What you have to do: Look through the entries below and report how many lines hold the string "with". Only the number is wanted.

- Opening Delimiter -

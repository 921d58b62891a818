/// Memory management subsystem:
/// - buddy frame allocator with DMA/Normal/High zones
/// - 4-level page tables with block descriptors and device attributes
/// - per-process address spaces with owned regions
/// - bounded boot pool for pre-allocator page-table frames
pub mod address_space;
pub mod bootmem;
pub mod buddy;
pub mod page;
pub mod paging;

pub use page::{
    pa_to_pfn, page_align_down, page_align_up, pfn_to_pa, phys_to_ptr, set_direct_map_offset,
    Page, PageFlags, Pfn, PhysAddr, VirtAddr, Zone, PAGE_SHIFT, PAGE_SIZE,
};

pub use buddy::{
    alloc_frame, alloc_frames, alloc_frames_in, free_bytes, free_frame, free_frames,
    init_frame_allocator, total_bytes, MAX_ORDER,
};

pub use paging::{
    init_kernel_space, kernel_root, map, map_block, map_range, translate, unmap, unmap_range,
    MapFlags, PageTable, Pte,
};

pub use address_space::{
    switch_to, AddressSpace, Segments, SharedAddressSpace, Vma, USER_HEAP_START, USER_STACK_SIZE,
    USER_STACK_TOP,
};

- Closing Delimiter -

Solved exercise: 3